§ ASSIGNED TASK
Lines from the line with "width lands in" to the line with "let band = target_band(viewport_width, rates, config);" in the entries below, and only those, must be output exactly, with both ends included.

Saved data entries
━━━

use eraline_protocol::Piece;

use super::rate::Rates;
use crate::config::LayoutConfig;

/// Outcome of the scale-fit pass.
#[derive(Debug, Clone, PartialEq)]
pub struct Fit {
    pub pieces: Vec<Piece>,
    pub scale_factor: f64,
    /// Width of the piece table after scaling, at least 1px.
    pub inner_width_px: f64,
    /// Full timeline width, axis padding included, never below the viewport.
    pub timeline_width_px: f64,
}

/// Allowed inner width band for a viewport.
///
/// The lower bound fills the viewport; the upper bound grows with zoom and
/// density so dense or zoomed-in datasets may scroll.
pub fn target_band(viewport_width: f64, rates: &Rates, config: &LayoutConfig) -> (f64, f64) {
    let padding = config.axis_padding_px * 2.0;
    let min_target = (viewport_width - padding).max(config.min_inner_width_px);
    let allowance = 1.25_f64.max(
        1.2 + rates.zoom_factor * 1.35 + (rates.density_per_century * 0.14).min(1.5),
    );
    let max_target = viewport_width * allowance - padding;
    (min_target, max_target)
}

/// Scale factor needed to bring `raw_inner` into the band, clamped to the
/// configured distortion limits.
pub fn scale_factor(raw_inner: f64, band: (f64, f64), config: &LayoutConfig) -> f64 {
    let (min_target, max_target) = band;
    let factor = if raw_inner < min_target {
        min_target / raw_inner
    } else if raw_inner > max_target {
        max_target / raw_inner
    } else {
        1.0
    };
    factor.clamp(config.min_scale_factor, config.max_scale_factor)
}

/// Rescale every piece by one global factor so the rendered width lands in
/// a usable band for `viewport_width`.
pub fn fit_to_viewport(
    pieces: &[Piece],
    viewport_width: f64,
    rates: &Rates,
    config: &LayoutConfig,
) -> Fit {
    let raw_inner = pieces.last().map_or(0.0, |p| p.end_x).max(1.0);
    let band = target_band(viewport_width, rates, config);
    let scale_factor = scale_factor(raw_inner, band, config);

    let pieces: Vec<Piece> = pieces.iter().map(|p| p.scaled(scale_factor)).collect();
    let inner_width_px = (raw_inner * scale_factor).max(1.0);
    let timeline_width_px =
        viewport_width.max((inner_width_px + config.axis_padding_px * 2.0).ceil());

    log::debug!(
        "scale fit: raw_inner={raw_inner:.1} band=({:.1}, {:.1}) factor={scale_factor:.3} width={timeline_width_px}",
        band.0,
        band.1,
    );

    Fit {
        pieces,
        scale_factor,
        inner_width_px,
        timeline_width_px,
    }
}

━━━

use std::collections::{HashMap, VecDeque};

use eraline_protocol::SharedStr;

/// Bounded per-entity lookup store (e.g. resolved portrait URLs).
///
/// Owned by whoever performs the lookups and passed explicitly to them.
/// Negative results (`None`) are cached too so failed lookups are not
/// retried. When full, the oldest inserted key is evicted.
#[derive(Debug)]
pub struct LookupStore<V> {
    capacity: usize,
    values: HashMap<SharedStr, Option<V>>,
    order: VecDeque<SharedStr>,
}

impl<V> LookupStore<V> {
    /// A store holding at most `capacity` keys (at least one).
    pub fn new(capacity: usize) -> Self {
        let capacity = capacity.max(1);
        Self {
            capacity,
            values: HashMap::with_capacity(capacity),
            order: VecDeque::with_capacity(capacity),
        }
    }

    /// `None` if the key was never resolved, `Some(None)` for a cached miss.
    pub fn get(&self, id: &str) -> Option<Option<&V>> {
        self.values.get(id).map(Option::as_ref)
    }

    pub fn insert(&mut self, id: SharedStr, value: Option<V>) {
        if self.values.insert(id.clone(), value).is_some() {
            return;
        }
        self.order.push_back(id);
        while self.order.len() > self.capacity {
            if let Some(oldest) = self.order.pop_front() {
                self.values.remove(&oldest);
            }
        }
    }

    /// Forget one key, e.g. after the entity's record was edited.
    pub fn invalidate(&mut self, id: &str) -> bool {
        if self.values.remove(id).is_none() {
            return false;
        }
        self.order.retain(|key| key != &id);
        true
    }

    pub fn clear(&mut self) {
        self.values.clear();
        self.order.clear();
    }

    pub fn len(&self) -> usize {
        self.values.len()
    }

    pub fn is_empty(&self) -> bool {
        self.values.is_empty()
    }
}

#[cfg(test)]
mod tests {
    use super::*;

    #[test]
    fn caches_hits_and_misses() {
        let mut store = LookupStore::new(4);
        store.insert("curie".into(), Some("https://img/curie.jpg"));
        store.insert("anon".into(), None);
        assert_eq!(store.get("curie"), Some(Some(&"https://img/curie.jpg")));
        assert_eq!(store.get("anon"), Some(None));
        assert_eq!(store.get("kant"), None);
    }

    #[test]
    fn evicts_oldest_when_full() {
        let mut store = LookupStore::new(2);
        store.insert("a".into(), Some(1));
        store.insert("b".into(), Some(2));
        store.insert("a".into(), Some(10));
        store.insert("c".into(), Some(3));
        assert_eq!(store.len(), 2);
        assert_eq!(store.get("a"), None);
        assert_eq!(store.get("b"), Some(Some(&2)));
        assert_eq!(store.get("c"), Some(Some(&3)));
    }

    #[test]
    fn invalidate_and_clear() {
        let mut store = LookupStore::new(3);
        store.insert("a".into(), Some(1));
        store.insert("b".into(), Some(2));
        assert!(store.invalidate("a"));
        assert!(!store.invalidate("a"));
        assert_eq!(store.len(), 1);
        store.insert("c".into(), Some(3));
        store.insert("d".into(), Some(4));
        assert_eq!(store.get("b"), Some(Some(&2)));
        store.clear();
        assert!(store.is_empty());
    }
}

━━━

§ RESPONSE TO THIS EXERCISE
/// Rescale every piece by one global factor so the rendered width lands in
/// a usable band for `viewport_width`.
pub fn fit_to_viewport(
    pieces: &[Piece],
    viewport_width: f64,
    rates: &Rates,
    config: &LayoutConfig,
) -> Fit {
    let raw_inner = pieces.last().map_or(0.0, |p| p.end_x).max(1.0);
    let band = target_band(viewport_width, rates, config);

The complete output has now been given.